### THE PROBLEM
Word for word, return the lines from the start of the entries below through the line that has "pub type Result<T>".

====== MATERIAL PROVIDED

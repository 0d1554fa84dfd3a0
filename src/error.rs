//! Allocation errors.
//!
//! Every failure is raised synchronously to the caller. Allocation is
//! deterministic, so none of these are worth retrying.

use std::fmt;

use serde::{Deserialize, Serialize};
use thiserror::Error;

use crate::validation::ValidationError;

/// Crate result alias.
pub type Result<T> = std::result::Result<T, AllocError>;

/// Errors produced by the apportioner, matrix allocator, and builder.
#[derive(Debug, Clone, PartialEq, Eq, Error)]
pub enum AllocError {
    /// A contract violation: negative target, negative ideal, length mismatch.
    #[error("invalid input: {message}")]
    InvalidInput { message: String },

    /// Column percentages do not sum to 100 or exceed the knowledge cap.
    #[error("invalid column spec: {message}")]
    InvalidColumnSpec { message: String },

    /// Topic list is empty or has no positive hours.
    #[error("invalid topics: {message}")]
    InvalidTopics { message: String },

    /// The allocated matrix misses a row or column target.
    ///
    /// Unreachable for mutually consistent targets; indicates a bug in
    /// the caller's target derivation.
    #[error("allocation infeasible: {axis} {index} sums to {achieved}, expected {expected}")]
    AllocationInfeasible {
        axis: Axis,
        index: usize,
        achieved: i64,
        expected: i64,
    },
}

/// Matrix axis named in an [`AllocError::AllocationInfeasible`].
#[derive(Debug, Clone, Copy, PartialEq, Eq, Hash, Serialize, Deserialize)]
pub enum Axis {
    Row,
    Column,
}

impl fmt::Display for Axis {
    fn fmt(&self, f: &mut fmt::Formatter<'_>) -> fmt::Result {
        match self {
            Axis::Row => f.write_str("row"),
            Axis::Column => f.write_str("column"),
        }
    }
}

impl AllocError {
    #[must_use]
    pub fn invalid_input(message: impl Into<String>) -> Self {
        Self::InvalidInput {
            message: message.into(),
        }
    }

    /// Collapses collected column-spec validation errors into one error.
    #[must_use]
    pub fn column_spec(errors: &[ValidationError]) -> Self {
        Self::InvalidColumnSpec {
            message: join_messages(errors),
        }
    }

    /// Collapses collected topic validation errors into one error.
    #[must_use]
    pub fn topics(errors: &[ValidationError]) -> Self {
        Self::InvalidTopics {
            message: join_messages(errors),
        }
    }

    /// Whether this error stems from user-entered configuration.
    ///
    /// `InvalidColumnSpec` and `InvalidTopics` map to form validation
    /// messages; the others indicate a caller bug.
    pub fn is_user_error(&self) -> bool {
        matches!(
            self,
            Self::InvalidColumnSpec { .. } | Self::InvalidTopics { .. }
        )
    }
}

fn join_messages(errors: &[ValidationError]) -> String {
    errors
        .iter()
        .map(|e| e.message.as_str())
        .collect::<Vec<_>>()
        .join("; ")
}
//! TOS table view.
//!
//! Pairs each topic with its allocated row and appends the document
//! totals row. This is the shape callers persist and render.

use serde::{Deserialize, Serialize};

use super::{AllocationResult, ColumnSpec, TopicWeight, COLUMN_COUNT};
use crate::error::{AllocError, Result};

/// One persisted TOS row.
#[derive(Debug, Clone, PartialEq, Serialize, Deserialize)]
pub struct TosRow {
    /// Topic label.
    pub topic: String,
    /// Instructional hours.
    pub hours: f64,
    /// Share of 100.
    pub percent: i64,
    /// Items allocated to the topic.
    pub items: i64,
    /// Items per cognitive-level column.
    pub values: [i64; COLUMN_COUNT],
}

/// The totals row of a TOS document.
#[derive(Debug, Clone, Default, PartialEq, Serialize, Deserialize)]
pub struct TosTotals {
    pub total_hours: f64,
    pub total_percent: i64,
    pub total_items: i64,
    pub total_columns: [i64; COLUMN_COUNT],
}

/// Rows plus totals for one allocation.
#[derive(Debug, Clone, PartialEq, Serialize, Deserialize)]
pub struct TosTable {
    pub column_spec: ColumnSpec,
    pub rows: Vec<TosRow>,
    pub totals: TosTotals,
}

impl TosTable {
    /// Builds the table from the topics an allocation was computed for.
    ///
    /// # Errors
    /// `InvalidInput` if the topic count differs from the result's row count.
    pub fn assemble(
        column_spec: ColumnSpec,
        topics: &[TopicWeight],
        result: &AllocationResult,
    ) -> Result<Self> {
        let n = result.row_count();
        if topics.len() != n || result.row_targets.len() != n || result.row_percents.len() != n {
            return Err(AllocError::invalid_input(format!(
                "{} topics for an allocation with {} rows",
                topics.len(),
                n
            )));
        }

        let mut totals = TosTotals::default();
        let mut rows = Vec::with_capacity(n);

        for (i, topic) in topics.iter().enumerate() {
            let row = TosRow {
                topic: topic.topic.clone(),
                hours: topic.hours,
                percent: result.row_percents[i],
                items: result.row_targets[i],
                values: result.matrix[i],
            };

            totals.total_hours += row.hours;
            totals.total_percent += row.percent;
            totals.total_items += row.items;
            for (total, value) in totals.total_columns.iter_mut().zip(row.values) {
                *total += value;
            }

            rows.push(row);
        }

        Ok(Self {
            column_spec,
            rows,
            totals,
        })
    }

    /// Row for a topic label, if present.
    pub fn row_for_topic(&self, topic: &str) -> Option<&TosRow> {
        self.rows.iter().find(|r| r.topic == topic)
    }
}
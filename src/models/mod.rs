//! TOS allocation domain models.
//!
//! Plain value types consumed and produced by the allocation engine.
//! Nothing here performs allocation; see [`crate::allocation`].
//!
//! # Domain Mappings
//!
//! | u-tos | TOS document |
//! |-------|--------------|
//! | ColumnSpec | col1..col4 percentages |
//! | TopicWeight | Selected course-outline topic + allotted hours |
//! | AllocationResult | Expected column counts + row values |
//! | TosRow / TosTotals | Persisted rows and the totals line |

mod allocation;
mod column_spec;
mod table;
mod topic;

pub use allocation::{AllocationRequest, AllocationResult};
pub use column_spec::{ColumnSpec, COLUMN_COUNT, KNOWLEDGE_CAP};
pub use table::{TosRow, TosTable, TosTotals};
pub use topic::{total_hours, TopicWeight};
//! Input validation for TOS allocations.
//!
//! Checks the column spec and topic list before allocation. Detects:
//! - Percentages outside 0..=100
//! - Percentages not summing to 100
//! - Knowledge column above the cap
//! - Empty topic selection
//! - Negative or non-finite hours
//! - Topics whose hours sum to zero
//!
//! All problems are collected, not just the first one found.

use crate::models::{total_hours, ColumnSpec, TopicWeight, KNOWLEDGE_CAP};

/// Validation result.
pub type ValidationResult = Result<(), Vec<ValidationError>>;

/// A validation error.
#[derive(Debug, Clone, PartialEq)]
pub struct ValidationError {
    /// Error category.
    pub kind: ValidationErrorKind,
    /// Human-readable description.
    pub message: String,
}

/// Categories of validation errors.
#[derive(Debug, Clone, PartialEq, Eq)]
pub enum ValidationErrorKind {
    /// A column percentage lies outside 0..=100.
    PercentageOutOfRange,
    /// Column percentages do not sum to 100.
    PercentageSum,
    /// Knowledge column exceeds its cap.
    KnowledgeCapExceeded,
    /// No topics selected.
    EmptyTopics,
    /// A topic has negative, NaN, or infinite hours.
    InvalidHours,
    /// Topic hours sum to zero, so proportions are undefined.
    ZeroTotalHours,
}

impl ValidationError {
    pub(crate) fn new(kind: ValidationErrorKind, message: impl Into<String>) -> Self {
        Self {
            kind,
            message: message.into(),
        }
    }
}

/// Validates cognitive-level column percentages.
///
/// Checks:
/// 1. Each percentage is within 0..=100
/// 2. Percentages sum to exactly 100
/// 3. The knowledge column does not exceed [`KNOWLEDGE_CAP`]
pub fn validate_column_spec(spec: &ColumnSpec) -> ValidationResult {
    let mut errors = Vec::new();

    for (j, &p) in spec.percentages.iter().enumerate() {
        if !(0..=100).contains(&p) {
            errors.push(ValidationError::new(
                ValidationErrorKind::PercentageOutOfRange,
                format!("Column {} percentage {p} is outside 0..=100", j + 1),
            ));
        }
    }

    let total = spec.total();
    if total != 100 {
        errors.push(ValidationError::new(
            ValidationErrorKind::PercentageSum,
            format!("Percentages must sum to 100 (got {total})"),
        ));
    }

    if spec.knowledge() > KNOWLEDGE_CAP {
        errors.push(ValidationError::new(
            ValidationErrorKind::KnowledgeCapExceeded,
            format!("Knowledge must not go beyond {KNOWLEDGE_CAP}%"),
        ));
    }

    if errors.is_empty() {
        Ok(())
    } else {
        Err(errors)
    }
}

/// Validates the topic list.
///
/// Checks:
/// 1. At least one topic is present
/// 2. Every topic has finite, non-negative hours
/// 3. Total hours are positive
pub fn validate_topics(topics: &[TopicWeight]) -> ValidationResult {
    if topics.is_empty() {
        return Err(vec![ValidationError::new(
            ValidationErrorKind::EmptyTopics,
            "You must select at least one topic",
        )]);
    }

    let mut errors = Vec::new();

    for t in topics {
        if !t.hours.is_finite() || t.hours < 0.0 {
            errors.push(ValidationError::new(
                ValidationErrorKind::InvalidHours,
                format!("Topic '{}' has invalid hours {}", t.topic, t.hours),
            ));
        }
    }

    // Only meaningful once every hour value is usable
    if errors.is_empty() && total_hours(topics) <= 0.0 {
        errors.push(ValidationError::new(
            ValidationErrorKind::ZeroTotalHours,
            "Selected topics have no allotted hours",
        ));
    }

    if errors.is_empty() {
        Ok(())
    } else {
        Err(errors)
    }
}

============

### ANSWER SECTION
repository 0d1554fa84dfd3a0
filename src/error.rs
//! Allocation errors.
//!
//! Every failure is raised synchronously to the caller. Allocation is
//! deterministic, so none of these are worth retrying.

use std::fmt;

use serde::{Deserialize, Serialize};
use thiserror::Error;

use crate::validation::ValidationError;

/// Crate result alias.
pub type Result<T> = std::result::Result<T, AllocError>;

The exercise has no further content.